New Hampshire’s growing number of dams pose a safety hazard – Boston News, Weather, Sports

CONCORD, NH (AP) — The number of dams in New Hampshire most at risk of failure has risen 51% over the past three years, according to an Associated Press analysis.

The number of high-risk dams in poor or poor condition in the state rose from 37 to 56, according to the analysis released Thursday. All but one of those dams had a poor rating, with just one rated as poor.

Steve Doyon, the state’s chief dam safety engineer, said most dams are state-owned. He attributed the rise to structural problems with dams such as leaks, sinkholes and deterioration of the concrete. The other problem was that some spillways – which prevent water from flooding a dam – were unable to handle a historic flood.

“People would find it disturbing that a dam doesn’t meet state criteria,” Doyon said. “But at the same time, it’s about making sure these dams are able to withstand the inflows from extreme events. People shouldn’t worry about an imminent threat as these extreme events are rare.”

A nationwide analysis by the Associated Press found more than 2,200 high-hazard dams in poor or unsatisfactory condition in the US — a significant increase from a similar AP review conducted three years ago. The actual number is likely higher, although it’s unclear because some states don’t track such data and many federal agencies refuse to release details about the condition of their dams.

The country’s levees are, on average, over half a century old and often pose a greater hazard than originally anticipated because homes, businesses or highways have emerged beneath them. Meanwhile, a warming atmosphere may bring stronger storms with heavier rainfall that could overwhelm aging dams.

Many of the dams in New Hampshire were built decades, if not centuries, ago to provide water and power to textile mills and other manufacturing facilities. But today, most of the structures that hold back ponds and lakes are for recreation, drinking water, and hydroelectric power.

More than 50 dams have failed in New Hampshire in the past 100 years, although fatalities are rare. An exception was the Meadow Pond Dam, which failed in 1996, killing a woman and flooding a small neighborhood.

Some of the problems with high-risk dams date back years but have not been addressed due to a lack of funding or the inability or refusal of private owners to undertake repairs.

“The increasing number of dams in New Hampshire being classified as highly hazardous is putting our communities at risk and underscores the need for investment in the well-being and safety of our nation’s dams,” said New Hampshire Democratic Rep. Annie Kuster, who introduced a bill last year that would spend nearly $26 billion on repairs that would increase safety and increase the power-generating capacity of the country’s dams. It also calls for removing any dams that have survived their usefulness.

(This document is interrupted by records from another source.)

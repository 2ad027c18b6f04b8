//! Session manifests
//!
//! The manifest is the append-once record of all backups taken within one
//! session. It is written exactly once, after every copy has finished, via
//! a temp-file-plus-rename publish so no reader ever observes a partial
//! manifest.

use crate::integrity::IntegrityHash;
use chrono::{DateTime, Utc};
use serde::{Deserialize, Serialize};
use std::fs;
use std::io;
use std::path::{Path, PathBuf};

/// One verified backup copy
#[derive(Debug, Clone, PartialEq, Serialize, Deserialize)]
pub struct BackupRecord {
    /// Id of the classified asset
    pub asset_id: String,
    /// Original file
    pub source_path: PathBuf,
    /// Copy inside the backup root
    pub backup_path: PathBuf,
    /// Time the copy was verified
    pub created_at: DateTime<Utc>,
    /// sha256 of the backup bytes; `sha256(read(backup_path))` holds
    /// immediately after the record is written
    pub integrity_hash: IntegrityHash,
    /// Size of the copy
    pub size_bytes: u64,
}

/// Full record of one backup session
#[derive(Debug, Clone, Serialize, Deserialize)]
pub struct Manifest {
    /// Session the records belong to
    pub session_id: String,
    /// Manifest creation time
    pub created_at: DateTime<Utc>,
    /// All verified copies, in processing order
    pub records: Vec<BackupRecord>,
}

impl Manifest {
    /// Start an empty manifest for a session
    #[inline]
    #[must_use]
    pub fn new(session_id: impl Into<String>) -> Self {
        Self {
            session_id: session_id.into(),
            created_at: Utc::now(),
            records: Vec::new(),
        }
    }

    /// Append a verified record
    pub fn push(&mut self, record: BackupRecord) {
        self.records.push(record);
    }

    /// Number of records
    #[inline]
    #[must_use]
    pub fn len(&self) -> usize {
        self.records.len()
    }

    /// Whether the manifest holds no records
    #[inline]
    #[must_use]
    pub fn is_empty(&self) -> bool {
        self.records.is_empty()
    }

    /// Manifest file name for a session
    #[must_use]
    pub fn file_name(session_id: &str) -> String {
        format!("backup_manifest_{session_id}.json")
    }

    /// Publish the manifest atomically into the backup root
    ///
    /// Serializes to a dot-prefixed temp file in the same directory, then
    /// renames over the final path. Readers see either no manifest or the
    /// complete one.
    ///
    /// # Errors
    /// Returns [`ManifestError`] if serialization or either I/O step fails.
    pub fn publish(&self, backup_root: &Path) -> Result<PathBuf, ManifestError> {
        let file_name = Self::file_name(&self.session_id);
        let final_path = backup_root.join(&file_name);
        let temp_path = backup_root.join(format!(".{file_name}.tmp"));

        let json = serde_json::to_vec_pretty(self)?;
        fs::write(&temp_path, &json).map_err(|source| ManifestError::Io {
            path: temp_path.clone(),
            source,
        })?;
        fs::rename(&temp_path, &final_path).map_err(|source| ManifestError::Io {
            path: final_path.clone(),
            source,
        })?;
        Ok(final_path)
    }

    /// Load a published manifest
    ///
    /// # Errors
    /// Returns [`ManifestError`] if the file cannot be read or parsed.
    pub fn load(path: &Path) -> Result<Self, ManifestError> {
        let bytes = fs::read(path).map_err(|source| ManifestError::Io {
            path: path.to_path_buf(),
            source,
        })?;
        Ok(serde_json::from_slice(&bytes)?)
    }
}

/// Errors raised while publishing or loading a manifest
#[derive(Debug, thiserror::Error)]
pub enum ManifestError {
    /// JSON encoding/decoding failed
    #[error("manifest serialization failed: {0}")]
    Serialization(#[from] serde_json::Error),

    /// Filesystem step failed
    #[error("manifest I/O failed at {path}: {source}")]
    Io {
        /// Path of the failed step
        path: PathBuf,
        /// Underlying error
        #[source]
        source: io::Error,
    },
}

#[cfg(test)]
mod tests {
    use super::*;
    use tempfile::TempDir;

    fn record(n: u32) -> BackupRecord {
        BackupRecord {
            asset_id: format!("asset{n}"),
            source_path: PathBuf::from(format!("/ws/file{n}.db")),
            backup_path: PathBuf::from(format!("/backups/HIGH_file{n}.db")),
            created_at: Utc::now(),
            integrity_hash: IntegrityHash::compute(format!("file{n}").as_bytes()),
            size_bytes: 64,
        }
    }

    #[test]
    fn publish_and_load_roundtrip() {
        let dir = TempDir::new().unwrap();
        let mut manifest = Manifest::new("01SESSION");
        manifest.push(record(1));
        manifest.push(record(2));

        let path = manifest.publish(dir.path()).unwrap();
        assert_eq!(
            path.file_name().unwrap().to_string_lossy(),
            "backup_manifest_01SESSION.json"
        );

        let loaded = Manifest::load(&path).unwrap();
        assert_eq!(loaded.session_id, "01SESSION");
        assert_eq!(loaded.records, manifest.records);
    }

    #[test]
    fn publish_leaves_no_temp_file() {
        let dir = TempDir::new().unwrap();
        let manifest = Manifest::new("01TMP");
        manifest.publish(dir.path()).unwrap();

        let names: Vec<String> = std::fs::read_dir(dir.path())
            .unwrap()
            .map(|e| e.unwrap().file_name().to_string_lossy().into_owned())
            .collect();
        assert_eq!(names, vec!["backup_manifest_01TMP.json".to_string()]);
    }

    #[test]
    fn publish_overwrites_previous_session_manifest() {
        let dir = TempDir::new().unwrap();
        let mut first = Manifest::new("01SAME");
        first.push(record(1));
        first.publish(dir.path()).unwrap();

        let second = Manifest::new("01SAME");
        let path = second.publish(dir.path()).unwrap();
        let loaded = Manifest::load(&path).unwrap();
        assert!(loaded.is_empty());
    }

    #[test]
    fn publish_into_missing_directory_errors() {
        let dir = TempDir::new().unwrap();
        let manifest = Manifest::new("01MISSING");
        let missing = dir.path().join("absent");
        assert!(matches!(
            manifest.publish(&missing),
            Err(ManifestError::Io { .. })
        ));
    }
}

“Dams play a key role in our state’s waterway and energy infrastructure,” she said. “Especially as dams age and deteriorate, it is critical to our communities and our economy that we invest in these dams to boost clean energy production while taking action to preserve our rivers and protect the public seize.”

The state lobbied the US Treasury Department last year to set aside funds for the $1 trillion infrastructure contract, saying more than 50 state-owned dams required major repairs.

Doyon said his program has not heard of any infrastructure funding that would benefit dam safety. However, he is optimistic that the program could receive up to $35 million in pandemic funding to repair state and possibly municipal dams. He estimates that up to 16 dams could be repaired with money.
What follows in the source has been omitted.